Father James Bissonette, the vicar general of the Diocese, issued the following statement on behalf of the Diocese: "There is sadness in having to proceed in this fashion. After the recent trial, the Diocese again attempted to reach a mutually-agreeable resolution. Up to this point, the Diocese has not been able to reach such a settlement, and given the magnitude of the verdict, the Diocese was left with no choice but to file for reorganization. The decision to file today safeguards the limited assets of the Diocese and will ensure that the resources of the Diocese can be shared justly with all victims, while allowing the day-to-day operation of the work of the Church to continue.
This decision is in keeping with our approach since the enactment of the Child Victims Act, which has been to put abuse victims first, to pursue the truth with transparency and to do the right thing in the right way."
The Chapter 11 filing makes Duluth the 13th of nearly 200 U.S. Catholic dioceses to file for bankruptcy since 2004 because of the clergy sex abuse scandals, according to a Religion News Service article.
The plaintiff, in this case, is a 52-year-old man who was a 15-year-old altar boy when the abuse happened in 1978.
The abuser was the Rev. James Vincent Fitzgerald, a priest with the Oblates of Mary Immaculate religious order. Fitzgerald, who is deceased, took the boy on a trip to Minnesota in 1978 and reportedly sexually assaulted him for two weeks. Jurors who deliberated the trial last month said the diocese failed to supervise the priest and said that it should have known he was dangerous.
The Duluth award was one of the highest single monetary compensations for a survivor of clergy abuse, experts said. The case partially was made possible due to a Minnesota law that lifted the statute of limitations on civil claims for sex abuse.
The diocese has an annual operating budget of nearly $3.3 million.

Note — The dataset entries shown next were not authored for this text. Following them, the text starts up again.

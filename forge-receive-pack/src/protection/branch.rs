use serde::Deserialize;

use super::{Verdict, VerifyInput, Violation};
use crate::classify::Action;
use crate::refs::RefType;

/// Who may bypass a rule.
#[derive(Debug, Clone, Default, PartialEq, Eq, Deserialize)]
#[serde(deny_unknown_fields)]
pub struct Bypass {
    #[serde(default)]
    pub user_ids: Vec<i64>,
    #[serde(default)]
    pub repo_owners: bool,
}

impl Bypass {
    fn applies_to(&self, input: &VerifyInput<'_>) -> bool {
        self.user_ids.contains(&input.actor.id) || (self.repo_owners && input.is_repo_owner)
    }
}

/// Which ref lifecycle steps are forbidden on matching branches.
#[derive(Debug, Clone, Default, PartialEq, Eq, Deserialize)]
#[serde(deny_unknown_fields)]
pub struct Lifecycle {
    #[serde(default)]
    pub create_forbidden: bool,
    #[serde(default)]
    pub delete_forbidden: bool,
    #[serde(default)]
    pub update_forbidden: bool,
    #[serde(default)]
    pub update_force_forbidden: bool,
}

/// Definition of the `branch` rule kind.
#[derive(Debug, Clone, Default, PartialEq, Eq, Deserialize)]
pub struct Branch {
    #[serde(default)]
    pub bypass: Bypass,
    #[serde(default)]
    pub lifecycle: Lifecycle,
}

pub const CODE_CREATE: &str = "lifecycle.create";
pub const CODE_DELETE: &str = "lifecycle.delete";
pub const CODE_UPDATE: &str = "lifecycle.update";
pub const CODE_UPDATE_FORCE: &str = "lifecycle.update.force";

impl Branch {
    /// Check `names`, already filtered by the rule's pattern, against the lifecycle settings.
    pub(crate) fn verify(&self, input: &VerifyInput<'_>, names: &[&str]) -> Verdict {
        let mut violations = Vec::new();
        if input.ref_type == RefType::Branch {
            for name in names {
                let forbidden = match input.action {
                    Action::Create => self
                        .lifecycle
                        .create_forbidden
                        .then(|| (CODE_CREATE, format!("Creation of branch \"{name}\" is not allowed."))),
                    Action::Delete => self
                        .lifecycle
                        .delete_forbidden
                        .then(|| (CODE_DELETE, format!("Deletion of branch \"{name}\" is not allowed."))),
                    Action::Update => self.lifecycle.update_forbidden.then(|| {
                        (
                            CODE_UPDATE,
                            format!("Push to branch \"{name}\" is not allowed. Please use pull requests."),
                        )
                    }),
                    // A force push is an update too, so forbidding updates forbids it as well.
                    Action::UpdateForce => {
                        if self.lifecycle.update_force_forbidden {
                            Some((CODE_UPDATE_FORCE, format!("Force push to branch \"{name}\" is not allowed.")))
                        } else {
                            self.lifecycle.update_forbidden.then(|| {
                                (
                                    CODE_UPDATE,
                                    format!("Push to branch \"{name}\" is not allowed. Please use pull requests."),
                                )
                            })
                        }
                    }
                };
                if let Some((code, message)) = forbidden {
                    violations.push(Violation { code, message });
                }
            }
        }
        Verdict {
            violations,
            can_bypass: self.bypass.applies_to(input),
        }
    }
}
//! Everything that talks to the local `git` binary.
//!
//! [`GitReader`] is the read-only view the guards and the classifier use while a push is
//! pending, [`invoker::GitInvoker`] spawns the `--stateless-rpc` services for the smart protocol.

use std::ffi::OsStr;
use std::path::{Path, PathBuf};

use async_trait::async_trait;
use gix_hash::ObjectId;

use crate::Error;

pub mod cli;
pub mod invoker;

pub use cli::GitCli;

/// Where to read objects from: the repository plus the object directories of a pending push.
#[derive(Debug, Clone, PartialEq, Eq, Default)]
pub struct ReadParams {
    pub repo_dir: PathBuf,
    /// Passed as `GIT_ALTERNATE_OBJECT_DIRECTORIES` so objects of the pending push are visible.
    pub alternate_object_dirs: Vec<PathBuf>,
}

impl ReadParams {
    pub fn new(repo_dir: impl Into<PathBuf>) -> Self {
        ReadParams {
            repo_dir: repo_dir.into(),
            alternate_object_dirs: Vec::new(),
        }
    }

    pub fn with_alternates(mut self, dirs: impl IntoIterator<Item = impl Into<PathBuf>>) -> Self {
        self.alternate_object_dirs.extend(dirs.into_iter().map(Into::into));
        self
    }
}

#[derive(Debug, Clone, Copy, PartialEq, Eq, Hash)]
pub enum ObjectKind {
    Blob,
    Tree,
    Commit,
    Tag,
}

impl std::str::FromStr for ObjectKind {
    type Err = Error;

    fn from_str(s: &str) -> Result<Self, Self::Err> {
        Ok(match s {
            "blob" => ObjectKind::Blob,
            "tree" => ObjectKind::Tree,
            "commit" => ObjectKind::Commit,
            "tag" => ObjectKind::Tag,
            other => return Err(Error::Protocol(format!("unknown object type {other:?}"))),
        })
    }
}

/// One entry of an object directory listing.
#[derive(Debug, Clone, PartialEq, Eq)]
pub struct ObjectInfo {
    pub id: ObjectId,
    pub kind: ObjectKind,
    pub size: u64,
}

/// A line added by a commit, with its 1-based number in the new file.
#[derive(Debug, Clone, PartialEq, Eq)]
pub struct AddedLine {
    pub number: u32,
    pub text: String,
}

/// The lines a commit adds to one file.
#[derive(Debug, Clone, PartialEq, Eq)]
pub struct FilePatch {
    pub path: String,
    pub added: Vec<AddedLine>,
}

/// Read access to a repository during a push.
#[async_trait]
pub trait GitReader: Send + Sync {
    /// True if `ancestor` is reachable from `descendant`.
    async fn is_ancestor(&self, params: &ReadParams, ancestor: ObjectId, descendant: ObjectId) -> Result<bool, Error>;

    /// Commits reachable from `tips` but from none of the repository's refs, oldest last.
    async fn new_commits(&self, params: &ReadParams, tips: &[ObjectId]) -> Result<Vec<ObjectId>, Error>;

    /// The lines `commit` adds compared to its first parent, or to the empty tree for root commits.
    async fn added_lines(&self, params: &ReadParams, commit: ObjectId) -> Result<Vec<FilePatch>, Error>;

    /// All objects stored in `object_dir` itself, ignoring any alternates.
    async fn list_objects(&self, params: &ReadParams, object_dir: &Path) -> Result<Vec<ObjectInfo>, Error>;

    /// The blob at `path` in the tree of `rev`, or `None` if there is no such file.
    async fn read_file(&self, params: &ReadParams, rev: ObjectId, path: &str) -> Result<Option<Vec<u8>>, Error>;

    /// Paths that differ between the trees of `old` and `new`.
    async fn diff_file_names(&self, params: &ReadParams, old: ObjectId, new: ObjectId) -> Result<Vec<String>, Error>;
}

/// Prepare an invocation of `git` in `dir` with alternates applied, leaving arguments to the caller.
pub(crate) fn prepare(binary: &OsStr, params: &ReadParams) -> Result<gix_command::Prepare, Error> {
    let mut prepare = gix_command::prepare(binary).env("GIT_DIR", &params.repo_dir);
    if !params.alternate_object_dirs.is_empty() {
        let joined = std::env::join_paths(&params.alternate_object_dirs)
            .map_err(|e| Error::Bug(format!("unusable alternate object directory: {e}")))?;
        prepare = prepare.env("GIT_ALTERNATE_OBJECT_DIRECTORIES", joined);
    }
    Ok(prepare)
}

Church officials said that even with insurance and savings, it could not cover its $4.9 million shares of the overall award and that no resources would be available for the other abuse victims who have brought claims.
Recent research estimates the Catholic Church in the United States has paid between $3 billion and $4 billion in awards, settlements and abuse-related costs over the past 65 years, according to RNS.